In The Farewell, Billi is a struggling writer in New York City who learns she has been rejected for a Guggenheim Fellowship which would have changed her life and given her some stability. Just after this bad news, she catches her parents hiding her grandmother’s illness, citing Billi’s difficulty in hiding her emotions. They leave for Changchun to help pull off a fake wedding for a cousin as an excuse for the family to gather together for the first time in twenty-five years. While Billi is not invited she journies to her grandmother’s home anyway and begins a dialogue with her parents and family about what is the best course of action. Should Nai Nai be told of her three-month prognosis or be allowed to live in blissful ignorance?
Wang is very obviously influenced by contemporary European cinema in her shot composition, specifically the work of Ruben Ostlund. There are lots of intentional off-center shots with characters cut off on the sides of the frame or barely peeking up from the bottom. Wang uses her composition to bring out the humor and poignancy of scenes, for example, allowing an opera-singing performer at the wedding to underscore her cousin’s sloppy drunken crying fit in the middle of the banquet hall. There’s an absolutely fantastic slow-motion medium shot in the third act of the family walking towards the camera that is framed and scored to perfection. For a second film, the technique on display is remarkable. These are not the most dynamic scenes, people sitting in a room and talking, yet the cinematography is gorgeous.

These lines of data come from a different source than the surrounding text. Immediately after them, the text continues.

// ─── JobStore impl ───────────────────────────────────────────────────────────

impl JobStore for SqliteStore {
  type Error = Error;

  // ── Writes ────────────────────────────────────────────────────────────────

  async fn enqueue(&self, input: NewJob) -> Result<Job> {
    let now = self.clock.now();
    let job = Job {
      job_id:       Uuid::new_v4(),
      kind:         input.kind,
      payload:      input.payload,
      status:       JobStatus::Queued,
      attempts:     0,
      max_attempts: input.max_attempts,
      scheduled_at: input.scheduled_at.unwrap_or(now),
      started_at:   None,
      completed_at: None,
      last_error:   None,
      created_at:   now,
    };

    let job_id_str       = encode_uuid(job.job_id);
    let kind_str         = job.kind.discriminant().to_owned();
    let payload_str      = job.payload.to_string();
    let max_attempts     = job.max_attempts;
    let scheduled_at_str = encode_dt(job.scheduled_at);
    let created_at_str   = encode_dt(job.created_at);

    self
      .conn
      .call(move |conn| {
        conn.execute(
          "INSERT INTO jobs (
             job_id, kind, payload, status, attempts, max_attempts,
             scheduled_at, created_at
           ) VALUES (?1, ?2, ?3, 'queued', 0, ?4, ?5, ?6)",
          rusqlite::params![
            job_id_str,
            kind_str,
            payload_str,
            max_attempts,
            scheduled_at_str,
            created_at_str,
          ],
        )?;
        Ok(())
      })
      .await?;

    Ok(job)
  }

  async fn enqueue_dedup(&self, input: NewJob) -> Result<Option<Job>> {
    let now = self.clock.now();
    let job = Job {
      job_id:       Uuid::new_v4(),
      kind:         input.kind,
      payload:      input.payload,
      status:       JobStatus::Queued,
      attempts:     0,
      max_attempts: input.max_attempts,
      scheduled_at: input.scheduled_at.unwrap_or(now),
      started_at:   None,
      completed_at: None,
      last_error:   None,
      created_at:   now,
    };

    let job_id_str       = encode_uuid(job.job_id);
    let kind_str         = job.kind.discriminant().to_owned();
    let payload_str      = job.payload.to_string();
    let max_attempts     = job.max_attempts;
    let scheduled_at_str = encode_dt(job.scheduled_at);
    let created_at_str   = encode_dt(job.created_at);

    let inserted = self
      .conn
      .call(move |conn| {
        // Insert-unless-queued in one statement, so two producers racing on
        // the same payload cannot both get through.
        let rows = conn.execute(
          "INSERT INTO jobs (
             job_id, kind, payload, status, attempts, max_attempts,
             scheduled_at, created_at
           )
           SELECT ?1, ?2, ?3, 'queued', 0, ?4, ?5, ?6
           WHERE NOT EXISTS (
             SELECT 1 FROM jobs
             WHERE kind = ?2 AND payload = ?3 AND status = 'queued'
           )",
          rusqlite::params![
            job_id_str,
            kind_str,
            payload_str,
            max_attempts,
            scheduled_at_str,
            created_at_str,
          ],
        )?;
        Ok(rows > 0)
      })
      .await?;

    Ok(inserted.then_some(job))
  }

  // ── Claim and transitions ─────────────────────────────────────────────────

  async fn claim_next(&self) -> Result<Option<Job>> {
    let now_str = encode_dt(self.clock.now());

    let raw: Option<RawJob> = self
      .conn
      .call(move |conn| {
        Ok(
          conn
            .query_row(
              "UPDATE jobs
               SET status = 'running', attempts = attempts + 1,
                   started_at = ?1
               WHERE job_id = (
                 SELECT job_id FROM jobs
                 WHERE status = 'queued'
                   AND scheduled_at <= ?1
                   AND attempts < max_attempts
                 ORDER BY scheduled_at, created_at
                 LIMIT 1
               )
               RETURNING job_id, kind, payload, status, attempts,
                         max_attempts, scheduled_at, started_at,
                         completed_at, last_error, created_at",
              rusqlite::params![now_str],
              raw_job,
            )
            .optional()?,
        )
      })
      .await?;

    raw.map(RawJob::into_job).transpose()
  }

  async fn complete(&self, job_id: Uuid) -> Result<Job> {
    let id_str  = encode_uuid(job_id);
    let now_str = encode_dt(self.clock.now());

    let raw: Option<RawJob> = self
      .conn
      .call(move |conn| {
        Ok(
          conn
            .query_row(
              "UPDATE jobs SET status = 'completed', completed_at = ?2
               WHERE job_id = ?1 AND status = 'running'
               RETURNING job_id, kind, payload, status, attempts,
                         max_attempts, scheduled_at, started_at,
                         completed_at, last_error, created_at",
              rusqlite::params![id_str, now_str],
              raw_job,
            )
            .optional()?,
        )
      })
      .await?;

    match raw {
      Some(raw) => raw.into_job(),
      None => match self.get_job(job_id).await? {
        Some(_) => Err(Error::JobNotRunning(job_id)),
        None => Err(Error::JobNotFound(job_id)),
      },
    }
  }

  async fn fail(&self, job_id: Uuid, error: &str) -> Result<Job> {
    let current = self
      .get_job(job_id)
      .await?
      .ok_or(Error::JobNotFound(job_id))?;
    if current.status != JobStatus::Running {
      return Err(Error::JobNotRunning(job_id));
    }

    let id_str    = encode_uuid(job_id);
    let error_msg = error.to_owned();

    // The `status = 'running'` guard makes the transition a no-op if the
    // reaper got there first; the claiming worker then sees JobNotRunning
    // instead of silently double-writing.
    let raw: Option<RawJob> = if current.attempts < current.max_attempts {
      // Budget remains: back to the queue with exponential backoff. The
      // first delivery fails with attempts == 1, so the delay index starts
      // at zero.
      let delay   = self.retry.delay(current.attempts.saturating_sub(1));
      let next_at = encode_dt(
        self.clock.now()
          + chrono::Duration::from_std(delay).unwrap_or_default(),
      );
      self
        .conn
        .call(move |conn| {
          Ok(
            conn
              .query_row(
                "UPDATE jobs
                 SET status = 'queued', scheduled_at = ?2,
                     started_at = NULL, last_error = ?3
                 WHERE job_id = ?1 AND status = 'running'
                 RETURNING job_id, kind, payload, status, attempts,
                           max_attempts, scheduled_at, started_at,
                           completed_at, last_error, created_at",
                rusqlite::params![id_str, next_at, error_msg],
                raw_job,
              )
              .optional()?,
          )
        })
        .await?
    } else {
      self
        .conn
        .call(move |conn| {
          Ok(
            conn
              .query_row(
                "UPDATE jobs SET status = 'failed', last_error = ?2
                 WHERE job_id = ?1 AND status = 'running'
                 RETURNING job_id, kind, payload, status, attempts,
                           max_attempts, scheduled_at, started_at,
                           completed_at, last_error, created_at",
                rusqlite::params![id_str, error_msg],
                raw_job,
              )
              .optional()?,
          )
        })
        .await?
    };

    match raw {
      Some(raw) => raw.into_job(),
      None => Err(Error::JobNotRunning(job_id)),
    }
  }

  // ── Reads ─────────────────────────────────────────────────────────────────

  async fn get_job(&self, id: Uuid) -> Result<Option<Job>> {
    let id_str = encode_uuid(id);

    let raw: Option<RawJob> = self
      .conn
      .call(move |conn| {
        Ok(
          conn
            .query_row(
              "SELECT job_id, kind, payload, status, attempts, max_attempts,
                      scheduled_at, started_at, completed_at, last_error,
                      created_at
               FROM jobs WHERE job_id = ?1",
              rusqlite::params![id_str],
              raw_job,
            )
            .optional()?,
        )
      })
      .await?;

    raw.map(RawJob::into_job).transpose()
  }

  async fn list_jobs(&self, kind: Option<JobKind>) -> Result<Vec<Job>> {
    let kind_str = kind.map(|k| k.discriminant().to_owned());

    let raws: Vec<RawJob> = self
      .conn
      .call(move |conn| {
        let rows = if let Some(k) = kind_str {
          let mut stmt = conn.prepare(
            "SELECT job_id, kind, payload, status, attempts, max_attempts,
                    scheduled_at, started_at, completed_at, last_error,
                    created_at
             FROM jobs WHERE kind = ?1
             ORDER BY created_at DESC",
          )?;
          stmt
            .query_map(rusqlite::params![k], raw_job)?
            .collect::<rusqlite::Result<Vec<_>>>()?
        } else {
          let mut stmt = conn.prepare(
            "SELECT job_id, kind, payload, status, attempts, max_attempts,
                    scheduled_at, started_at, completed_at, last_error,
                    created_at
             FROM jobs
             ORDER BY created_at DESC",
          )?;
          stmt
            .query_map([], raw_job)?
            .collect::<rusqlite::Result<Vec<_>>>()?
        };
        Ok(rows)
      })
      .await?;

    raws.into_iter().map(RawJob::into_job).collect()
  }

  async fn queue_stats(&self) -> Result<QueueStats> {
    let rows: Vec<(String, u64)> = self
      .conn
      .call(|conn| {
        let mut stmt =
          conn.prepare("SELECT status, COUNT(*) FROM jobs GROUP BY status")?;
        let rows = stmt
          .query_map([], |row| Ok((row.get(0)?, row.get(1)?)))?
          .collect::<rusqlite::Result<Vec<_>>>()?;
        Ok(rows)
      })
      .await?;

    let mut stats = QueueStats::default();
    for (status, count) in rows {
      match status.as_str() {
        "queued" => stats.queued = count,
        "running" => stats.running = count,
        "completed" => stats.completed = count,
        "failed" => stats.failed = count,
        other => {
          return Err(Error::Decode(format!("unknown job status: {other:?}")));
        }
      }
    }
    Ok(stats)
  }

  // ── Maintenance ───────────────────────────────────────────────────────────

  async fn sweep_completed(&self, cutoff: DateTime<Utc>) -> Result<u64> {
    let cutoff_str = encode_dt(cutoff);

    let removed = self
      .conn
      .call(move |conn| {
        let rows = conn.execute(
          "DELETE FROM jobs
           WHERE status = 'completed'
             AND completed_at IS NOT NULL
             AND completed_at < ?1",
          rusqlite::params![cutoff_str],
        )?;
        Ok(rows as u64)
      })
      .await?;

    Ok(removed)
  }

  async fn reap_stalled(&self, cutoff: DateTime<Utc>) -> Result<u64> {
    let cutoff_str = encode_dt(cutoff);

    let reaped = self
      .conn
      .call(move |conn| {
        let rows = conn.execute(
          "UPDATE jobs SET status = 'queued', started_at = NULL
           WHERE status = 'running'
             AND started_at IS NOT NULL
             AND started_at < ?1",
          rusqlite::params![cutoff_str],
        )?;
        Ok(rows as u64)
      })
      .await?;

    Ok(reaped)
  }
}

The premise of the film is a beautiful opening into examining the emotional tug-of-war of being an immigrant, especially when your homeland’s culture contrasts significantly with the place you have made your new life. There are lots of shots of the transforming landscape of mainland China, with carbon copy high rise buildings springing up in seeming endless rows. We glimpse paid mourners at the cemetery when Billi’s family visits to pay tribute to her late grandfather. Her own family burns carboard facsimiles of iPhones and other valuables as an offering up to the dead man. The film isn’t after a conclusive view of whether or not the decision to keep vital information from Nai Nai is good or bad. That’s for the audience to mull over when the credits roll and Wang provides a surprising endnote.
There is a moment around the dinner table where Billi’s extended family goes into a simmering argument about the merits of America and China. One cousin is sending her son to the States for college, yet talks about how much easier it is to become a millionaire in China. Billi’s mother appears to be very defensive of her family’s decision to immigrate, and the two engage in a back and forth that realistically never has a satisfying conclusion but is ended by Nai Nai who doesn’t want this animosity growing between relatives.
While the immigrant experience is a big part of the story Wang is telling, we can’t ignore the universal elements of being part of a family and emotional complications that come along with that. The dense histories family members have between each other leads them to pre-emptively acting based on what they perceive another person will do. Nai Nai’s sister, a great-aunt in the family, is told she’s given up so much of her own life for her sibling and that rings true of older relatives on my mom’s side who see their devotion to the care of a family member as more important than pursuing a career or being fulfilled by some other achievement. Billi’s uncle lays out the differences to her, explaining that the collectivist/individualist conflict between cultures, but I’ve seen in the American Midwest that sense of collectivism between families and small communities. Even in urban spaces, makeshift families often come together, knowing not everyone will reap an equal reward, just that the work being done is essential.
The Farewell is a beautifully crafted film about family and identity that manages to be transcendent while telling such a culturally specific story. The muted sense of humor is a perfect fit for the world and characters, allowing us to laugh but never turning the situation into farce. There’s also a lot of ambiguity, a recurring motif of a bird getting trapped in Billi’s homes, both in the West and China. Like the clash of cultures, the film doesn’t spell out what these moments mean but leave it up to the audience to inferring what they will.